Maybe clean out the trunk.

The movie's a largely generic cops-and-drugs action-thriller, with what I suppose is an adequate number of double-crosses, shootouts, and 'splosions.  You could do worse.  You could do better; so could everyone involved.

There is one reasonably fresh sequence, a brief fistfight that takes place through car windows during a chase.  It ultimately ends with a trust exercise.  It's also almost entirely in the trailer.  Pretty much all of 2 Guns' good scenes are in the trailer; truncated, perhaps, but they're there.

 What's the difference between watching 2 Guns and taking a nap?  Taking a nap leaves you refreshed and does not cost $10.50.

There is also one faintly and probably accidentally surprising plot turn.  It's not that what happens is surprising, but how.  When a character is killed off camera but actually did really die, I was genuinely surprised.  "Surprise," however, is a neutral reaction; to elaborate, I was also annoyed.

I'll also admit that I'd never seen Bill Adama piss on himself before, but that does happen here.  Why?  'Cause.

The rest of the movie is content to play out in a very basically competent fashion.  It begins in media robbery, pretty unnecessarily, then flashes back to a week earlier.  Unbeknowst to the other, drug runners Bobby Trench and Michael Stigman are in fact both operatives of the U.S. government, the former a DEA agent and the latter a Navy Intelligence man.  Each are after the cartels moving product and money through Mexico into the American Southwest.  To this end, they rob that bank, a cartel depository, and find fourteen times more money than they planned—some $43.125 million, as we are repeatedly informed in one of 2 Guns' least funny running jokes.  Obviously such a sum means serious business to serious people.  They steal it anyway, and of course the bad guys isolate them from their respective support structures and come to get their own back.

This is the base set up to dozens of better movies.  I'm pretty sure it was a great Breaking Bad episode.  However, rather than intense, shocking, and profoundly moving character drama, or brutal and affecting action, or cerebral life-and-death games of mental chess, or much of anything you'd really want to see, 2 Guns is as restrained a crime movie as you're likely to find.  I think the goal in 2 Guns was "cool" but they achieved "sedated."

To illustrate how underwhelming 2 Guns' effort is: coming out, I honestly thought it was rated PG-13, because I forgot there were three seconds of breasts in it.  I'd feel comfortable bringing a kid to 2 Guns.  It's Baby's First Noir.

Sure.  Invoke The Killing.  That's appropriate.
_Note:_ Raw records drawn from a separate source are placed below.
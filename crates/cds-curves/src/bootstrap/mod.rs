//! Curve bootstrap algorithms.
//!
//! This module provides algorithms for constructing yield curves from
//! money-market and swap instruments.

pub mod sequential;
pub mod zero_curve;

pub use sequential::SequentialBootstrapper;
pub use zero_curve::{build_discount_curve, build_zero_curve, ZeroCurveConventions, ZeroCurveInstrument};
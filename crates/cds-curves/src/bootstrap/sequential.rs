//! Sequential bootstrap algorithm.
//!
//! Bootstraps a yield curve by solving for each instrument's discount factor
//! sequentially, using previously solved values.

use cds_core::Date;

use crate::curves::{DiscountCurve, DiscountCurveBuilder};
use crate::error::{CurveError, CurveResult};
use crate::instruments::CurveInstrument;
use crate::interpolation::InterpolationMethod;

/// Configuration for sequential bootstrap.
#[derive(Debug, Clone, Copy)]
pub struct SequentialBootstrapConfig {
    /// Interpolation method for the curve.
    pub interpolation: InterpolationMethod,
    /// Whether to enable extrapolation.
    pub allow_extrapolation: bool,
    /// Tolerance for instrument pricing (for validation).
    pub tolerance: f64,
}

impl Default for SequentialBootstrapConfig {
    fn default() -> Self {
        Self {
            interpolation: InterpolationMethod::LogLinear,
            allow_extrapolation: true,
            tolerance: 1e-10,
        }
    }
}

/// Sequential bootstrapper for building discount curves.
///
/// The sequential bootstrap algorithm:
/// 1. Sort instruments by pillar date
/// 2. Initialize with DF(0) = 1.0 at reference date
/// 3. For each instrument, solve for its implied discount factor
/// 4. Build the final curve with interpolation
///
/// # Example
///
/// ```rust,ignore
/// use cds_curves::bootstrap::SequentialBootstrapper;
/// use cds_curves::instruments::{Deposit, Swap};
///
/// let bootstrapper = SequentialBootstrapper::new(reference_date);
///
/// let curve = bootstrapper
///     .add_instrument(Deposit::new(spot, end_3m, 0.05))
///     .add_instrument(Deposit::new(spot, end_6m, 0.052))
///     .add_instrument(Swap::new(spot, end_2y, 0.045, Frequency::SemiAnnual))
///     .add_instrument(Swap::new(spot, end_5y, 0.042, Frequency::SemiAnnual))
///     .bootstrap()?;
/// ```
pub struct SequentialBootstrapper {
    /// Reference date for the curve.
    reference_date: Date,
    /// Instruments to bootstrap.
    instruments: Vec<Box<dyn CurveInstrument>>,
    /// Bootstrap configuration.
    config: SequentialBootstrapConfig,
}

impl SequentialBootstrapper {
    /// Creates a new sequential bootstrapper.
    ///
    /// # Arguments
    ///
    /// * `reference_date` - The curve's reference/valuation date
    pub fn new(reference_date: Date) -> Self {
        Self {
            reference_date,
            instruments: Vec::new(),
            config: SequentialBootstrapConfig::default(),
        }
    }

    /// Sets the bootstrap configuration.
    #[must_use]
    pub fn with_config(mut self, config: SequentialBootstrapConfig) -> Self {
        self.config = config;
        self
    }

    /// Sets the interpolation method.
    #[must_use]
    pub fn with_interpolation(mut self, method: InterpolationMethod) -> Self {
        self.config.interpolation = method;
        self
    }

    /// Enables or disables extrapolation.
    #[must_use]
    pub fn with_extrapolation(mut self, enabled: bool) -> Self {
        self.config.allow_extrapolation = enabled;
        self
    }

    /// Adds an instrument to the bootstrap set.
    #[must_use]
    pub fn add_instrument<I: CurveInstrument + 'static>(mut self, instrument: I) -> Self {
        self.instruments.push(Box::new(instrument));
        self
    }

    /// Adds multiple instruments to the bootstrap set.
    #[must_use]
    pub fn add_instruments<I: CurveInstrument + 'static>(
        mut self,
        instruments: impl IntoIterator<Item = I>,
    ) -> Self {
        for inst in instruments {
            self.instruments.push(Box::new(inst));
        }
        self
    }

    /// Bootstraps the curve from the added instruments.
    ///
    /// # Returns
    ///
    /// A `DiscountCurve` that prices all instruments to par (PV = 0).
    ///
    /// # Errors
    ///
    /// Returns an error if:
    /// - No instruments are provided
    /// - Bootstrap fails for any instrument
    /// - Curve construction fails
    pub fn bootstrap(mut self) -> CurveResult<DiscountCurve> {
        if self.instruments.is_empty() {
            return Err(CurveError::invalid_data("No instruments provided for bootstrap"));
        }

        // Sort instruments by pillar date
        self.instruments
            .sort_by_key(|inst| inst.pillar_date());

        // Initialize with DF(0) = 1.0 at reference date
        let mut pillars: Vec<(f64, f64)> = vec![(0.0, 1.0)];

        // Bootstrap each instrument sequentially
        for instrument in &self.instruments {
            // Build partial curve from already-solved pillars
            let partial_curve = self.build_partial_curve(&pillars)?;

            // Solve for the implied discount factor
            let df = instrument.implied_df(&partial_curve, 0.0).map_err(|e| {
                CurveError::bootstrap_failed(
                    instrument.description(),
                    format!("Failed to solve for DF: {}", e),
                )
            })?;

            // Validate the discount factor
            if df <= 0.0 || df > 1.0 {
                return Err(CurveError::bootstrap_failed(
                    instrument.description(),
                    format!("Invalid discount factor: {} (must be in (0, 1])", df),
                ));
            }

            // Calculate year fraction for the pillar
            let t = self.year_fraction(instrument.pillar_date());

            // Avoid duplicate pillar points
            if let Some((last_t, _)) = pillars.last() {
                if (t - last_t).abs() < 1e-10 {
                    // Replace the last pillar if it's at the same time
                    pillars.pop();
                }
            }

            pillars.push((t, df));
        }

        // Build final curve
        self.build_final_curve(&pillars)
    }

    /// Builds a partial curve from solved pillars.
    fn build_partial_curve(&self, pillars: &[(f64, f64)]) -> CurveResult<DiscountCurve> {
        let mut builder = DiscountCurveBuilder::new(self.reference_date)
            .with_interpolation(self.config.interpolation);

        for &(t, df) in pillars {
            builder = builder.add_pillar(t, df);
        }

        // Add a dummy pillar at far future if we only have one point
        // This allows interpolation to work for the first instrument
        if pillars.len() == 1 {
            // Use flat forward rate assumption (4% default)
            let far_time = 50.0_f64;
            let far_df = (-0.04_f64 * far_time).exp();
            builder = builder.add_pillar(far_time, far_df);
        }

        if self.config.allow_extrapolation {
            builder = builder.with_extrapolation();
        }

        builder.build()
    }

    /// Builds the final curve from all pillars.
    fn build_final_curve(&self, pillars: &[(f64, f64)]) -> CurveResult<DiscountCurve> {
        let mut builder = DiscountCurveBuilder::new(self.reference_date)
            .with_interpolation(self.config.interpolation);

        for &(t, df) in pillars {
            builder = builder.add_pillar(t, df);
        }

        if self.config.allow_extrapolation {
            builder = builder.with_extrapolation();
        }

        builder.build()
    }

    /// Calculates year fraction from reference date.
    fn year_fraction(&self, date: Date) -> f64 {
        self.reference_date.days_between(&date) as f64 / 365.0
    }
}

/// Bootstraps a discount curve from a vector of instruments.
///
/// This is a convenience function that creates a `SequentialBootstrapper`
/// and runs the bootstrap.
///
/// # Arguments
///
/// * `reference_date` - The curve's reference date
/// * `instruments` - Vector of boxed curve instruments
/// * `interpolation` - Interpolation method to use
///
/// # Returns
///
/// A bootstrapped `DiscountCurve`.
pub fn bootstrap_discount_curve(
    reference_date: Date,
    instruments: Vec<Box<dyn CurveInstrument>>,
    interpolation: InterpolationMethod,
) -> CurveResult<DiscountCurve> {
    if instruments.is_empty() {
        return Err(CurveError::invalid_data("No instruments provided"));
    }

    let mut bootstrapper = SequentialBootstrapper::new(reference_date)
        .with_interpolation(interpolation)
        .with_extrapolation(true);

    for inst in instruments {
        bootstrapper.instruments.push(inst);
    }

    bootstrapper.bootstrap()
}

#[cfg(test)]
mod tests {
    use super::*;
    use crate::instruments::{Deposit, Swap};
    use crate::traits::Curve;
    use approx::assert_relative_eq;
    use cds_core::types::Frequency;

    #[test]
    fn test_bootstrap_single_deposit() {
        let ref_date = Date::from_ymd(2025, 1, 15).unwrap();
        let end_date = Date::from_ymd(2025, 4, 15).unwrap();

        let deposit = Deposit::new(ref_date, end_date, 0.05);

        let curve = SequentialBootstrapper::new(ref_date)
            .add_instrument(deposit)
            .bootstrap()
            .unwrap();

        // Verify the curve has correct reference date
        assert_eq!(curve.reference_date(), ref_date);

        // Verify DF at t=0 is 1.0
        assert_relative_eq!(curve.discount_factor(0.0).unwrap(), 1.0, epsilon = 1e-10);

        // Verify DF at maturity is reasonable
        let t = ref_date.days_between(&end_date) as f64 / 365.0;
        let df = curve.discount_factor(t).unwrap();
        assert!(df > 0.98 && df < 1.0);
    }

    #[test]
    fn test_bootstrap_multiple_deposits() {
        let ref_date = Date::from_ymd(2025, 1, 15).unwrap();

        let deposits = vec![
            Deposit::new(
                ref_date,
                Date::from_ymd(2025, 2, 15).unwrap(),
                0.045,
            ),
            Deposit::new(
                ref_date,
                Date::from_ymd(2025, 4, 15).unwrap(),
                0.050,
            ),
            Deposit::new(
                ref_date,
                Date::from_ymd(2025, 7, 15).unwrap(),
                0.052,
            ),
        ];

        let curve = SequentialBootstrapper::new(ref_date)
            .add_instruments(deposits)
            .bootstrap()
            .unwrap();

        // Verify monotonically decreasing DFs
        let mut prev_df = 1.0;
        for months in [1, 3, 6] {
            let t = months as f64 / 12.0;
            let df = curve.discount_factor(t).unwrap();
            assert!(df < prev_df, "DF should decrease: {} >= {}", df, prev_df);
            prev_df = df;
        }
    }

    #[test]
    fn test_bootstrap_deposit_reprices() {
        let ref_date = Date::from_ymd(2025, 1, 15).unwrap();
        let end_date = Date::from_ymd(2025, 7, 15).unwrap();

        let deposit = Deposit::new(ref_date, end_date, 0.05);

        let curve = SequentialBootstrapper::new(ref_date)
            .add_instrument(deposit)
            .bootstrap()
            .unwrap();

        // The deposit should reprice to approximately zero on the bootstrapped curve
        // Small numerical errors can occur due to interpolation
        let deposit_check = Deposit::new(ref_date, end_date, 0.05);
        let pv = deposit_check.pv(&curve).unwrap();

        assert!(pv.abs() < 0.001, "PV should be close to zero: {}", pv);
    }

    #[test]
    fn test_bootstrap_mixed_instruments() {
        let ref_date = Date::from_ymd(2025, 1, 15).unwrap();

        // Short end: deposits
        let deposit_3m = Deposit::new(
            ref_date,
            Date::from_ymd(2025, 4, 15).unwrap(),
            0.050,
        );
        let deposit_6m = Deposit::new(
            ref_date,
            Date::from_ymd(2025, 7, 15).unwrap(),
            0.052,
        );

        // Long end: swaps
        let swap_2y = Swap::new(
            ref_date,
            Date::from_ymd(2027, 1, 15).unwrap(),
            0.045,
            Frequency::SemiAnnual,
        );

        let curve = SequentialBootstrapper::new(ref_date)
            .add_instrument(deposit_3m)
            .add_instrument(deposit_6m)
            .add_instrument(swap_2y)
            .bootstrap()
            .unwrap();

        // Verify curve extends to 2Y
        let df_2y = curve.discount_factor(2.0).unwrap();
        assert!(df_2y > 0.0 && df_2y < 1.0);
    }

    #[test]
    fn test_bootstrap_empty_fails() {
        let ref_date = Date::from_ymd(2025, 1, 15).unwrap();

        let result = SequentialBootstrapper::new(ref_date).bootstrap();

        assert!(result.is_err());
    }

    #[test]
    fn test_bootstrap_preserves_order() {
        let ref_date = Date::from_ymd(2025, 1, 15).unwrap();

        // Add instruments out of order
        let deposit_6m = Deposit::new(
            ref_date,
            Date::from_ymd(2025, 7, 15).unwrap(),
            0.052,
        );
        let deposit_3m = Deposit::new(
            ref_date,
            Date::from_ymd(2025, 4, 15).unwrap(),
            0.050,
        );

        // Should still work - bootstrapper sorts by maturity
        let curve = SequentialBootstrapper::new(ref_date)
            .add_instrument(deposit_6m)
            .add_instrument(deposit_3m)
            .bootstrap()
            .unwrap();

        let df_3m = curve.discount_factor(0.25).unwrap();
        let df_6m = curve.discount_factor(0.5).unwrap();

        assert!(df_3m > df_6m);
    }
}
Denzel Washington plays the Denzel Washington Character—the fast-talking, quick-witted quasi-bully with a GS grade and a gun.  You'd likely find him obnoxious in real life.  Still, this guy has charmed us on screen many times in the past.  Not so much in 2 Guns.

But if he's bored here, and my God he is, you can't really blame him.  He has been here before—and when "here" was a lot more interesting.  So have we.  It's as if the director kept saying "less energy" at Washington till his will was broken and this one-note, read-through performance resulted.

"Lower."  "Make it rain."  "Lower!"  "Make... it... rain."  "Lower!"  "Make it rain?"  "Look, we'll just loop it, okay?"

If this is the case, it's a credit to Mark Wahlberg that he refused to succumb to the psychological torture and does come at his role with some level of engagement.  Fundamentally, he's only playing a very minor and uninteresting variation on his Mark Wahlberg Character, the well-trained, wide-eyed doofus, but at least he feels invested in it.  And the childlike enthusiasm Wahlberg gives Stigman for the prospect of teaming up with Washington's Trench and shooting bad dudes is fairly amusing.


"Why are you eyeing my lemon drink?"  "LOWER!"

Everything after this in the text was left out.